Katy Perry, Nicki Minaj, Miley Cyrus, Kesha, Lady Gaga, Britney Spears, purple-lipped Lorde, and nutty Iggy Azalea (a combination of Lady Gaga and Nicki Minaj) are among the wave-making gals who achieve the Victor/Victoria-like feat of coming off like women dressed like men dressed like women. The result requires extra work from the stars—not to mention on the part of their fans, who valiantly try to decipher the mixed gender messages being sent—but it’s worth it, since the layers of inspiration served are as textured and involved as the hair and makeup required to pull it off.



And it’s a big, fat kiss of validation to us gays, who respond with cheering and fashion tips. But why so many female drag queens, and why now? Well, all of these stars were born in the 1980s and ‘90s and were impressionable during the club kid era, when waves of gender-bending clubbies appeared on every daytime talk show in creation to flaunt their fashion choices and sexuality. Obviously, it made a big, sick impression on these future icons, especially since that all happened to coincide with cinema tucking classics like Mrs. Doubtfire, The Adventures of Priscilla, Queen of the Desert, and The Birdcage. Adding to the gay allure, LGBT culture is more prevalent than ever right now, so it’s more common to liberally borrow from it and even pretend you’re a contestant on Drag Race, vagina notwithstanding.

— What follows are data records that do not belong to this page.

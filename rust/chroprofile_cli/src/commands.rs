use chroprofile::writer::manifest_path;
use chroprofile::{
    DefaultOpener,
    PpmEnvelopeMatcher,
    read_identifications,
    run_extraction,
};
use std::collections::BTreeSet;
use std::path::{
    Path,
    PathBuf,
};
use std::process::Command;
use std::time::Instant;
use tracing::{
    info,
    instrument,
};

use crate::cli::{
    ExtractArgs,
    WriteTemplateArgs,
};
use crate::config::{
    BoundaryConfig,
    Config,
};
use crate::error::CliError;
use crate::progress::BarReporter;

/// Main function for the 'extract' subcommand.
#[instrument(skip_all)]
pub fn main_extract(args: ExtractArgs) -> Result<(), CliError> {
    let mut config = Config::from_file(&args.config)?;
    config.apply_args(&args)?;
    info!("Parsed configuration: {:#?}", config);

    let (Some(input), Some(output)) = (&config.input, &config.output) else {
        return Err(CliError::Config("Input and output are required".to_string()));
    };

    if let Some(existing) = existing_result(&config, &output.file) {
        info!(
            "{} already exists and overwrite is disabled, nothing to do",
            existing.display()
        );
        return Ok(());
    }

    let start = Instant::now();
    let identifications = read_identifications(&input.identifications)?;
    let num_files = identifications
        .iter()
        .map(|x| x.experiment_key())
        .collect::<BTreeSet<_>>()
        .len();

    let reporter = BarReporter::new(num_files as u64);
    let result = run_extraction(
        identifications,
        &input.raw_directory,
        &output.file,
        &config.analysis,
        &DefaultOpener,
        &PpmEnvelopeMatcher,
        &reporter,
    );
    reporter.finish();
    let rows = result?;
    println!(
        "Extracted {} profiles in {:?}, manifest at {}",
        rows.len(),
        start.elapsed(),
        manifest_path(&output.file).display()
    );

    if let Some(boundary) = &config.boundary {
        run_boundary(boundary, &manifest_path(&output.file), &output.file)?;
    }
    Ok(())
}

/// The result that makes a run unnecessary, when overwriting is disabled.
///
/// With a boundary step the final output file counts, otherwise the manifest.
fn existing_result(config: &Config, output_file: &Path) -> Option<PathBuf> {
    if config.analysis.overwrite {
        return None;
    }
    let target = match config.boundary {
        Some(_) => output_file.to_path_buf(),
        None => manifest_path(output_file),
    };
    target.exists().then_some(target)
}

#[instrument(skip(boundary))]
fn run_boundary(boundary: &BoundaryConfig, manifest: &Path, output_file: &Path) -> Result<(), CliError> {
    info!(
        "Finding boundaries with {} {}",
        boundary.executable.display(),
        boundary.script.display()
    );
    let status = Command::new(&boundary.executable)
        .arg(&boundary.script)
        .arg(manifest)
        .arg(output_file)
        .status()
        .map_err(|e| {
            CliError::Boundary(format!(
                "unable to start {}: {}",
                boundary.executable.display(),
                e
            ))
        })?;
    if !status.success() {
        return Err(CliError::Boundary(format!(
            "{} exited with {}",
            boundary.script.display(),
            status
        )));
    }
    Ok(())
}

pub fn main_write_template(args: WriteTemplateArgs) -> Result<(), CliError> {
    let path = args.output_path;
    if let Some(parent) = path.parent() {
        std::fs::create_dir_all(parent)?;
    }
    std::fs::write(&path, serde_json::to_string_pretty(&Config::template())?)?;
    println!("Wrote configuration template to: {}", path.display());
    Ok(())
}

#[cfg(test)]
mod tests {
    use super::*;

    #[test]
    fn test_written_template_is_readable() {
        let dir = tempfile::tempdir().unwrap();
        let path = dir.path().join("nested").join("config.json");
        main_write_template(WriteTemplateArgs {
            output_path: path.clone(),
        })
        .unwrap();
        assert_eq!(Config::from_file(&path).unwrap(), Config::template());
    }

    #[test]
    fn test_existing_result_only_without_overwrite() {
        let dir = tempfile::tempdir().unwrap();
        let output = dir.path().join("result.tsv");
        let mut config = Config::template();
        config.boundary = None;

        std::fs::write(manifest_path(&output), "").unwrap();
        assert_eq!(existing_result(&config, &output), None);

        config.analysis.overwrite = false;
        assert_eq!(existing_result(&config, &output), Some(manifest_path(&output)));

        config.boundary = Config::template().boundary;
        assert_eq!(existing_result(&config, &output), None);
        std::fs::write(&output, "").unwrap();
        assert_eq!(existing_result(&config, &output), Some(output.clone()));
    }

    #[cfg(unix)]
    #[test]
    fn test_boundary_step_receives_manifest_and_output() {
        let dir = tempfile::tempdir().unwrap();
        let script = dir.path().join("boundary.sh");
        std::fs::write(&script, "cp \"$1\" \"$2\"\n").unwrap();
        let manifest = dir.path().join("result.chros.tsv");
        std::fs::write(&manifest, "directory\tfile\n").unwrap();
        let output = dir.path().join("result.tsv");

        let boundary = BoundaryConfig {
            executable: PathBuf::from("sh"),
            script: script.clone(),
        };
        run_boundary(&boundary, &manifest, &output).unwrap();
        assert_eq!(std::fs::read_to_string(&output).unwrap(), "directory\tfile\n");

        std::fs::write(&script, "exit 3\n").unwrap();
        assert!(matches!(
            run_boundary(&boundary, &manifest, &output),
            Err(CliError::Boundary(_))
        ));
    }
}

The original female drag queen, Madonna, certainly did it with 1990’s “Vogue,” which paid homage to the ballroom antics of the hand- and hip-swivelers of the Paris is Burning era. (Tellingly, that song has been covered in one form or another by Katy Perry, Britney Spears, Rihanna, and Kylie Minogue, among others.) And since Lady Gaga is a spiritual descendant of Madonna, it makes sense that she’s taken that even further, openly embracing the universes of club kids, RuPaul, and young gays looking for a light out of the tunnel. She does so with elaborate outfits topped by wittily placed objets that seem made for a drag queen—or at least made by a drag queen. And even if the current album has been a commercial letdown, Gaga is still a big, old drag force kept aloft by the strength of her sequined feathers and flapping wrists.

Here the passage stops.